'''

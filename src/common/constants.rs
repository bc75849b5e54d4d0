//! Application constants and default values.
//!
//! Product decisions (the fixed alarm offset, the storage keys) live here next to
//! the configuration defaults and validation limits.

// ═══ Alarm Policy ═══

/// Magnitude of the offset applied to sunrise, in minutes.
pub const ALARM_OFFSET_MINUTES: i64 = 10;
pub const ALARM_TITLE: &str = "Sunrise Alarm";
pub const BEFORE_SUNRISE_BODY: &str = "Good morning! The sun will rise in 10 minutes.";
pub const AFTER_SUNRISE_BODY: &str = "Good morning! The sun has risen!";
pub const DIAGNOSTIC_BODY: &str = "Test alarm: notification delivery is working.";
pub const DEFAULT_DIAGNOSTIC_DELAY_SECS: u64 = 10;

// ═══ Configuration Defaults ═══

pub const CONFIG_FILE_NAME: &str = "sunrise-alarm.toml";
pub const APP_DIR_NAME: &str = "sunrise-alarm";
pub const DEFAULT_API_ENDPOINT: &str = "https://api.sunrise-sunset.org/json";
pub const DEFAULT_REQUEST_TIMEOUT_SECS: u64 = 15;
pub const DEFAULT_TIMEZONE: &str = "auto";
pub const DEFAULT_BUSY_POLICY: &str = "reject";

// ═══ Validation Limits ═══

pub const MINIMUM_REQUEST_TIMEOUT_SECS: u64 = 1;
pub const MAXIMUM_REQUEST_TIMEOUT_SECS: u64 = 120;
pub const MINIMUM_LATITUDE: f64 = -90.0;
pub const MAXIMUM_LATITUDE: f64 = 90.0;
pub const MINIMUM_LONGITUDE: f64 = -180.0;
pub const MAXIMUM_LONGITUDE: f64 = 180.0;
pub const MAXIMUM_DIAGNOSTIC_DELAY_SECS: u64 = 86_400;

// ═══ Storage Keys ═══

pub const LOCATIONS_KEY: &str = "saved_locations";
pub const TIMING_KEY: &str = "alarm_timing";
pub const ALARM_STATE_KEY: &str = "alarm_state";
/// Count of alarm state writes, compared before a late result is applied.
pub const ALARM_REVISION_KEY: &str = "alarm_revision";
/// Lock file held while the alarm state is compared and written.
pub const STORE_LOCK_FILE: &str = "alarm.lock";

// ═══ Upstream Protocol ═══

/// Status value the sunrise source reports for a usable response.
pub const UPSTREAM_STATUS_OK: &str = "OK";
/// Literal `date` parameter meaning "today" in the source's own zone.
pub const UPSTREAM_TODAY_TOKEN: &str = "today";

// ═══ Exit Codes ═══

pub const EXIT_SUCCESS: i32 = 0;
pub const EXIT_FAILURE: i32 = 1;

'''
'''

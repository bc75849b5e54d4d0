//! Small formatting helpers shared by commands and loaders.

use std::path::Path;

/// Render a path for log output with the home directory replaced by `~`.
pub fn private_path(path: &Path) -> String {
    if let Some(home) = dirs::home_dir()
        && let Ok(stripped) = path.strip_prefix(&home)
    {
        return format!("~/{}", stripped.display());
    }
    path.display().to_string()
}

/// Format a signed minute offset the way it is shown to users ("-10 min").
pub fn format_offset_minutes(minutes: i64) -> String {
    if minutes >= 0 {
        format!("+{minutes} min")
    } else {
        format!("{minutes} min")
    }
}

'''

◆ TASK STATEMENT ◆
Looking at the entries above, can you reproduce exactly the lines from the one that holds "compared and written." through the one that holds "Exit Codes ═══", and only those?

◆ OUTPUT BELOW ◆
/// Lock file held while the alarm state is compared and written.
pub const STORE_LOCK_FILE: &str = "alarm.lock";

// ═══ Upstream Protocol ═══

/// Status value the sunrise source reports for a usable response.
pub const UPSTREAM_STATUS_OK: &str = "OK";
/// Literal `date` parameter meaning "today" in the source's own zone.
pub const UPSTREAM_TODAY_TOKEN: &str = "today";

// ═══ Exit Codes ═══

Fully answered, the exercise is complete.